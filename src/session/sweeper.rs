use std::time::Duration;

use anyhow::{bail, Context, Result};
use tokio::task::JoinHandle;
use tokio::time::MissedTickBehavior;
use tokio_util::sync::CancellationToken;

use super::SessionController;

// Set to true to enable verbose logging in this module
const ENABLE_LOGS: bool = true;

use crate::log_info;

/// Owns the background task that ends idle sessions.
#[derive(Default)]
pub struct EvictionSweeper {
    handle: Option<JoinHandle<()>>,
    cancel_token: Option<CancellationToken>,
}

impl EvictionSweeper {
    pub fn new() -> Self {
        Self::default()
    }

    pub fn is_running(&self) -> bool {
        self.handle.is_some()
    }

    pub fn start(
        &mut self,
        controller: SessionController,
        interval: Duration,
        ttl: Duration,
    ) -> Result<()> {
        if self.handle.is_some() {
            bail!("eviction sweeper already running");
        }
        if interval.is_zero() {
            bail!("sweep interval must be greater than zero");
        }

        let cancel_token = CancellationToken::new();
        let handle = tokio::spawn(sweep_loop(controller, interval, ttl, cancel_token.clone()));

        self.handle = Some(handle);
        self.cancel_token = Some(cancel_token);
        Ok(())
    }

    pub async fn stop(&mut self) -> Result<()> {
        if let Some(token) = self.cancel_token.take() {
            token.cancel();
        }

        if let Some(handle) = self.handle.take() {
            handle
                .await
                .context("eviction sweeper task failed to join")
        } else {
            Ok(())
        }
    }
}

async fn sweep_loop(
    controller: SessionController,
    interval: Duration,
    ttl: Duration,
    cancel_token: CancellationToken,
) {
    let mut ticker = tokio::time::interval(interval);
    ticker.set_missed_tick_behavior(MissedTickBehavior::Delay);

    loop {
        tokio::select! {
            _ = ticker.tick() => {
                let evicted = controller.evict_idle(ttl);
                if !evicted.is_empty() {
                    log_info!(
                        "evicted {} idle sessions ({} still live)",
                        evicted.len(),
                        controller.store().len()
                    );
                }
            }
            _ = cancel_token.cancelled() => {
                log_info!("eviction sweeper shutting down");
                break;
            }
        }
    }
}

● ● ● ● ● ● ●

Copy the listing exactly.

filename src/session/sweeper.rs
use std::time::Duration;

use anyhow::{bail, Context, Result};
use tokio::task::JoinHandle;
use tokio::time::MissedTickBehavior;
use tokio_util::sync::CancellationToken;

use super::SessionController;

// Set to true to enable verbose logging in this module
const ENABLE_LOGS: bool = true;

use crate::log_info;

/// Owns the background task that ends idle sessions.
#[derive(Default)]
pub struct EvictionSweeper {
    handle: Option<JoinHandle<()>>,
    cancel_token: Option<CancellationToken>,
}

impl EvictionSweeper {
    pub fn new() -> Self {
        Self::default()
    }

    pub fn is_running(&self) -> bool {
        self.handle.is_some()
    }

    pub fn start(
        &mut self,
        controller: SessionController,
        interval: Duration,
        ttl: Duration,
    ) -> Result<()> {
        if self.handle.is_some() {
            bail!("eviction sweeper already running");
        }
        if interval.is_zero() {
            bail!("sweep interval must be greater than zero");
        }

        let cancel_token = CancellationToken::new();
        let handle = tokio::spawn(sweep_loop(controller, interval, ttl, cancel_token.clone()));

        self.handle = Some(handle);
        self.cancel_token = Some(cancel_token);
        Ok(())
    }

    pub async fn stop(&mut self) -> Result<()> {
        if let Some(token) = self.cancel_token.take() {
            token.cancel();
        }

        if let Some(handle) = self.handle.take() {
            handle
                .await
                .context("eviction sweeper task failed to join")
        } else {
            Ok(())
        }
    }
}

async fn sweep_loop(
    controller: SessionController,
    interval: Duration,
    ttl: Duration,
    cancel_token: CancellationToken,
) {
    let mut ticker = tokio::time::interval(interval);
    ticker.set_missed_tick_behavior(MissedTickBehavior::Delay);

    loop {
        tokio::select! {
            _ = ticker.tick() => {
                let evicted = controller.evict_idle(ttl);
                if !evicted.is_empty() {
                    log_info!(
                        "evicted {} idle sessions ({} still live)",
                        evicted.len(),
                        controller.store().len()
                    );
                }
            }
            _ = cancel_token.cancelled() => {
                log_info!("eviction sweeper shutting down");
                break;
            }
        }
    }
}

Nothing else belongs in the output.